Sudden Impact: Rumours

Posted on August 21, 2012 Written by The Nittany Turkey

I know you’re hopin’ to find someone who’s gonna give you peace of mind.

When times go bad, when times get rough, won’t you lay me down in the tall grass and let me do my stuff.

I’m just second-hand news, I’m just second-hand newsssssssssss…

Fleetwood Mac sang “Second Hand News” back in 1977, even before Penn State met Alabama head-on at the goal line in that fateful 14-7 Sugar Bowl loss back in our callow days of Nittany Lion innocence when Sandusky was the name of a coach, not a scandal, and, hell, before some of you young whippersnappers were even born.
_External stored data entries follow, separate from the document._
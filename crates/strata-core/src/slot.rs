//! Routing slot calculation.
//!
//! Keys are mapped onto [`SLOT_COUNT`] slots with the CRC16 (XMODEM) checksum
//! used by Redis Cluster, including its `{hash tag}` rule: when a key contains
//! a non-empty `{...}` section only that section is hashed.

/// Number of routing slots. Unit of invalidation granularity.
pub const SLOT_COUNT: usize = 16384;

/// CRC16-XMODEM (poly 0x1021, init 0) as used by Redis Cluster.
pub fn crc16(bytes: &[u8]) -> u16 {
    let mut crc: u16 = 0;
    for &byte in bytes {
        crc ^= (byte as u16) << 8;
        for _ in 0..8 {
            if crc & 0x8000 != 0 {
                crc = (crc << 1) ^ 0x1021;
            } else {
                crc <<= 1;
            }
        }
    }
    crc
}

/// Compute the routing slot for a cache key.
pub fn slot_for_key(key: &str) -> u16 {
    let bytes = key.as_bytes();
    let hashed = hash_tag(bytes).unwrap_or(bytes);
    crc16(hashed) % SLOT_COUNT as u16
}

fn hash_tag(key: &[u8]) -> Option<&[u8]> {
    let open = key.iter().position(|&b| b == b'{')?;
    let close = key[open + 1..].iter().position(|&b| b == b'}')?;
    if close == 0 {
        return None;
    }
    Some(&key[open + 1..open + 1 + close])
}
The album was “Rumours,” which quickly went platinum, having been carried by Stevie Nicks’ mournful croaking of the hauntingly overplayed “Dreams.”
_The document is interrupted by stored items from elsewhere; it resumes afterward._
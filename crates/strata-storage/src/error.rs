//! Error types shared by every backend of the two remote tiers.

use std::fmt;

/// Errors that can occur while talking to the shared cache or document store.
#[derive(Debug, thiserror::Error)]
pub enum StorageError {
    /// An insert raced with another insert of the same document.
    #[error("Duplicate key: {collection}/{document_key}")]
    DuplicateKey {
        /// Collection the insert targeted.
        collection: String,
        /// Document key that already exists.
        document_key: String,
    },

    /// The backend is unreachable or the connection was lost.
    #[error("Connection error: {message}")]
    ConnectionError {
        /// Description of the connection error.
        message: String,
    },

    /// Pub/sub subscription failed or was closed.
    #[error("Subscription error: {message}")]
    Subscription {
        /// Description of the subscription error.
        message: String,
    },

    /// A stored document does not have the expected shape.
    #[error("Invalid document: {message}")]
    InvalidDocument {
        /// Description of why the document is invalid.
        message: String,
    },

    /// An internal backend error occurred.
    #[error("Internal error: {message}")]
    Internal {
        /// Description of the internal error.
        message: String,
    },
}

impl StorageError {
    /// Creates a new `DuplicateKey` error.
    #[must_use]
    pub fn duplicate_key(collection: impl Into<String>, document_key: impl Into<String>) -> Self {
        Self::DuplicateKey {
            collection: collection.into(),
            document_key: document_key.into(),
        }
    }

    /// Creates a new `ConnectionError` error.
    #[must_use]
    pub fn connection_error(message: impl Into<String>) -> Self {
        Self::ConnectionError {
            message: message.into(),
        }
    }

    /// Creates a new `Subscription` error.
    #[must_use]
    pub fn subscription(message: impl Into<String>) -> Self {
        Self::Subscription {
            message: message.into(),
        }
    }

    /// Creates a new `InvalidDocument` error.
    #[must_use]
    pub fn invalid_document(message: impl Into<String>) -> Self {
        Self::InvalidDocument {
            message: message.into(),
        }
    }

    /// Creates a new `Internal` error.
    #[must_use]
    pub fn internal(message: impl Into<String>) -> Self {
        Self::Internal {
            message: message.into(),
        }
    }

    /// Returns `true` if this is a duplicate key error.
    #[must_use]
    pub fn is_duplicate_key(&self) -> bool {
        matches!(self, Self::DuplicateKey { .. })
    }

    /// Returns `true` if the backend could not be reached.
    #[must_use]
    pub fn is_connection_error(&self) -> bool {
        matches!(self, Self::ConnectionError { .. } | Self::Subscription { .. })
    }

    /// Returns the error category for logging/monitoring purposes.
    #[must_use]
    pub fn category(&self) -> ErrorCategory {
        match self {
            Self::DuplicateKey { .. } => ErrorCategory::Conflict,
            Self::ConnectionError { .. } | Self::Subscription { .. } => {
                ErrorCategory::Infrastructure
            }
            Self::InvalidDocument { .. } => ErrorCategory::Validation,
            Self::Internal { .. } => ErrorCategory::Internal,
        }
    }
}

/// Categories of storage errors for logging and monitoring.
#[derive(Debug, Clone, Copy, PartialEq, Eq, Hash)]
pub enum ErrorCategory {
    /// Concurrent insert conflict.
    Conflict,
    /// Malformed stored data.
    Validation,
    /// Infrastructure/connection error.
    Infrastructure,
    /// Internal error.
    Internal,
}

impl fmt::Display for ErrorCategory {
    fn fmt(&self, f: &mut fmt::Formatter<'_>) -> fmt::Result {
        match self {
            Self::Conflict => write!(f, "conflict"),
            Self::Validation => write!(f, "validation"),
            Self::Infrastructure => write!(f, "infrastructure"),
            Self::Internal => write!(f, "internal"),
        }
    }
}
So much for my career as a musical historian—I’ll keep my crystal visions to myself. Therefore, let us abruptly shuck our reveries of mystical musical “rumours” and segue to Penn State’s notorious Board of Trustees. The subject of today’s Sudden Impact is rumors, spelled the American way, with heartfelt Turkey thanks to Noah Webster for removing the unnecessary “U”.
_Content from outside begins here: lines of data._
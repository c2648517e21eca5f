//! Document types exchanged with the document store.

use serde_json::{Map, Value};

/// Field holding the document key, used as the lookup filter.
pub const DOCUMENT_KEY_FIELD: &str = "_id";

/// Field mirroring the document key on inserted documents.
pub const IDENTIFIER_FIELD: &str = "identifier";

/// A stored document: a flat JSON object.
pub type Document = Map<String, Value>;

/// Single-field update applied to an existing document.
#[derive(Debug, Clone, PartialEq, Eq)]
pub enum FieldUpdate {
    /// `$set` the field to an encoded value.
    Set { field: String, value: String },
    /// `$unset` the field.
    Unset { field: String },
}

impl FieldUpdate {
    pub fn set(field: impl Into<String>, value: impl Into<String>) -> Self {
        Self::Set {
            field: field.into(),
            value: value.into(),
        }
    }

    pub fn unset(field: impl Into<String>) -> Self {
        Self::Unset {
            field: field.into(),
        }
    }

    pub fn field(&self) -> &str {
        match self {
            Self::Set { field, .. } | Self::Unset { field } => field,
        }
    }

    /// Apply this update to a document in place.
    pub fn apply(&self, document: &mut Document) {
        match self {
            Self::Set { field, value } => {
                document.insert(field.clone(), Value::String(value.clone()));
            }
            Self::Unset { field } => {
                document.remove(field);
            }
        }
    }
}

/// Build the document inserted when a field is first written.
pub fn new_document(document_key: &str, field: &str, value: &str) -> Document {
    let mut document = Document::new();
    document.insert(
        DOCUMENT_KEY_FIELD.to_string(),
        Value::String(document_key.to_string()),
    );
    document.insert(
        IDENTIFIER_FIELD.to_string(),
        Value::String(document_key.to_string()),
    );
    document.insert(field.to_string(), Value::String(value.to_string()));
    document
}

/// Document key of a document, if present.
pub fn document_key(document: &Document) -> Option<&str> {
    document.get(DOCUMENT_KEY_FIELD).and_then(Value::as_str)
}

/// Encoded value of `field`, if present and a string.
pub fn field_value<'a>(document: &'a Document, field: &str) -> Option<&'a str> {
    document.get(field).and_then(Value::as_str)
}

#[cfg(test)]
mod tests {
    use super::*;

    #[test]
    fn test_new_document_carries_identifier() {
        let doc = new_document("u1", "level", "42");
        assert_eq!(document_key(&doc), Some("u1"));
        assert_eq!(field_value(&doc, IDENTIFIER_FIELD), Some("u1"));
        assert_eq!(field_value(&doc, "level"), Some("42"));
    }

    #[test]
    fn test_apply_updates() {
        let mut doc = new_document("u1", "level", "42");
        FieldUpdate::set("gold", "10").apply(&mut doc);
        assert_eq!(field_value(&doc, "gold"), Some("10"));

        FieldUpdate::unset("level").apply(&mut doc);
        assert_eq!(field_value(&doc, "level"), None);
        assert_eq!(document_key(&doc), Some("u1"));
    }
}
Tuning into Twitter, the Internet’s version of “Can You Top This?”, one encounters a surfeit of Penn State rumors. This week’s potential activities seem to be at the temporal focal point of speculation connected to the much maligned (deservedly) BoT. Well, hell, everything Penn State does or has had done to it involves the BoT either directly or indirectly. Accordingly, the fact that those university overseers are holding an open meeting this weekend has generated a maelstrom of speculation about the reasoning behind and the timing of the meeting.

The Star Trekkian term “damage control” entered into the Tweetsteria at some point. Yeah, the board has done lots of PR damage by being a bunch of putzes (and Peetzes) with respect to accepting the flawed Freeh report and scurrying on with a laser focus on the future. Coherent light beams aside, the board seems to want to publicly present the impression that it is open to governance changes and suggestions. Naturally, Penn Staters for Responsible Stewardship (PS4RS) has a keen interest in any forum that is even ostensibly poised to meet the challenge of improving oversight; thus, PS4RS is coordinating representation at the public sessions, to wit:

The BoT will be holding a retreat this weekend that will include public sessions. Penn Staters for Responsible Stewardship (PS4RS) is currently looking for alumni, students and friends of Penn State interested in attending the August 25 & 26 Board of Trustees Public Meeting. It is very important that the Penn State community remain engaged in the dealings of the Board of Trustees to reinforce our position as stakeholders of our University.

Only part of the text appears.